# EDA

## Analyze and visualize data interactively with D-Tale

Do you still perform your EDA manually?

And do the same repetitive steps?

Let `D-Tale` help you.

`D-Tale` is a powerful Python library that allows you to easily inspect and analyze your data interactively.

You can view your data in a web-based interface with various visualizations.

`D-Tale` supports a wide variety of data types and formats, including CSV, Excel, JSON, SQL, and more.

Bonus: You can export the corresponding source code for your steps.

In [None]:
!pip install dtale

In [None]:
import dtale
import pandas as pd

df = pd.DataFrame([dict(a=1,b=2,c=3)])

d = dtale.show(df)

## Use Dark Mode in Matplotlib

For all Dark Mode fans:

You can use Matplotlib in Dark Mode too.

Just set the background appropriately.

In [None]:
import matplotlib.pyplot as plt

plt.style.use('dark_background')

fig, ax = plt.subplots()

plt.plot(range(1,5), range(1,5))

## No-Code EDA with `PandasGUI`

`PandasGUI` provides a PyQT application to analyze and interactively plot your Pandas DataFrames.

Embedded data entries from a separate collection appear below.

use std::path::{Path, PathBuf};
use std::process::ExitCode;

use anyhow::Result;
use clap::Parser;
use tracing::{error, info};
use tracing_subscriber::EnvFilter;

use power_hour::{
    composition::{CompositionEngine, Job},
    config::Config,
    media::FfmpegEngine,
    PowerHourError,
};

const DEFAULT_SOURCE_FOLDER: &str = "source_video";
const DEFAULT_CONFIG_PATH: &str = "power_hour.cfg";
const DEFAULT_TRANSITION_FILE_PATH: &str = "transition.avi";
const DEFAULT_OUTFILE: &str = "out.avi";

#[derive(Parser)]
#[command(
    name = "power-hour",
    version,
    about = "Assemble a power hour compilation video",
    long_about = "Power Hour cuts every video in a folder down to one minute of program time, plays a numbered transition before each one and overlays the clip number and name."
)]
struct Cli {
    /// Path to directory with videos
    #[arg(long, default_value = DEFAULT_SOURCE_FOLDER)]
    source: PathBuf,

    /// Path to start override config (default: power_hour.cfg, if present)
    #[arg(long)]
    config: Option<PathBuf>,

    /// Path to transition file
    #[arg(long, default_value = DEFAULT_TRANSITION_FILE_PATH)]
    transition: PathBuf,

    /// Path to output file
    #[arg(long, default_value = DEFAULT_OUTFILE)]
    out: PathBuf,

    /// Video width (default: 1280)
    #[arg(long)]
    width: Option<u32>,

    /// Video height (default: 720)
    #[arg(long)]
    height: Option<u32>,

    /// Config delimiter (default: |)
    #[arg(long)]
    delimiter: Option<char>,

    /// Render/timing/overlay settings file (TOML)
    #[arg(long)]
    settings: Option<PathBuf>,

    /// Print the assembled timeline without rendering
    #[arg(long)]
    dry_run: bool,

    /// Enable verbose logging
    #[arg(short, long)]
    verbose: bool,
}

#[tokio::main]
async fn main() -> ExitCode {
    let cli = Cli::parse();

    // Initialize logging
    let default_level = if cli.verbose { "debug" } else { "info" };
    tracing_subscriber::fmt()
        .with_env_filter(
            EnvFilter::try_from_default_env().unwrap_or_else(|_| EnvFilter::new(default_level)),
        )
        .init();

    match run(cli).await {
        Ok(()) => ExitCode::SUCCESS,
        Err(err) => match err.downcast_ref::<PowerHourError>() {
            Some(power_hour_error) => {
                error!("{}", power_hour_error);
                eprintln!("error: {}", power_hour_error.user_message());
                ExitCode::from(power_hour_error.exit_code() as u8)
            }
            None => {
                error!("{:#}", err);
                eprintln!("error: {:#}", err);
                ExitCode::FAILURE
            }
        },
    }
}

async fn run(cli: Cli) -> Result<()> {
    info!("Starting Power Hour v{}", env!("CARGO_PKG_VERSION"));

    // Load configuration
    let mut config = match &cli.settings {
        Some(settings_path) => {
            info!("Loading settings from {:?}", settings_path);
            Config::from_file(settings_path)?
        }
        None => Config::default(),
    };
    if let Some(width) = cli.width {
        config.output.width = width;
    }
    if let Some(height) = cli.height {
        config.output.height = height;
    }
    if let Some(delimiter) = cli.delimiter {
        config.overrides.delimiter = delimiter;
    }
    config.validate()?;

    let overrides = cli.config.clone().or_else(|| {
        let default_path = Path::new(DEFAULT_CONFIG_PATH);
        default_path.is_file().then(|| default_path.to_path_buf())
    });

    let job = Job {
        source_dir: cli.source,
        overrides,
        transition: cli.transition,
        output: cli.out,
    };

    let media = FfmpegEngine::new(&config.tools);
    let engine = CompositionEngine::new(config, media);

    if cli.dry_run {
        let timeline = engine.plan(&job)?;
        println!("{}", timeline);
        return Ok(());
    }

    engine.engine().check_available()?;
    let report = engine.compose(&job).await?;

    info!(
        "Composition complete! Output saved to: {:?} at {}",
        report.path,
        report.finished_at.format("%Y-%m-%d %H:%M:%S")
    );
    Ok(())
}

Without writing a lot of code.

It offers various functionalities like:

- Filtering
- Summary Statistics
- Different Visualizations like Word Clouds, Bar Charts, etc.

In [None]:
from pandasgui import show
from pandasgui.datasets import pokemon
show(pokemon)

## Generate Publication-ready plots 

Make Scientific Plots with Python and Matplotlib

For making publication-level plots, just use `LovelyPlots`.

This package provides a new theme to use for maptlotlib.

You just have to add one line to upgrade your plots.

In [None]:
!pip install LovelyPlots

In [None]:
# Example from LovelyPlot's repository
import matplotlib.pyplot as plt
import numpy as np

#%%
def plot_dist(
    temperatures,
    v,
    mass=85 * 1.66e-27,
    pparam={"xlabel": "Speed", "ylabel": "Speed distribution"},,
):

    fig, ax = plt.subplots()
    for T in temperatures:
        fv = MB_speed(v, mass, T)
        ax.plot(v, fv, label=f"T={T}K")
        ax.legend()
        ax.set(**pparam)


v = np.arange(0, 800, 10)
temperatures = [i for i in range(100, 500, 75)]


def MB_speed(v, m, T):
    """Maxwell-Boltzmann speed distribution for speeds"""
    kB = 1.38e-23
    return (
        (m / (2 * np.pi * kB * T)) ** 1.5 * 4 * np.pi * v**2 * np.exp(-m * v**2 / (2 * kB * T))
    )

plt.style.use('ipynb')


plot_dist(temperatures, v)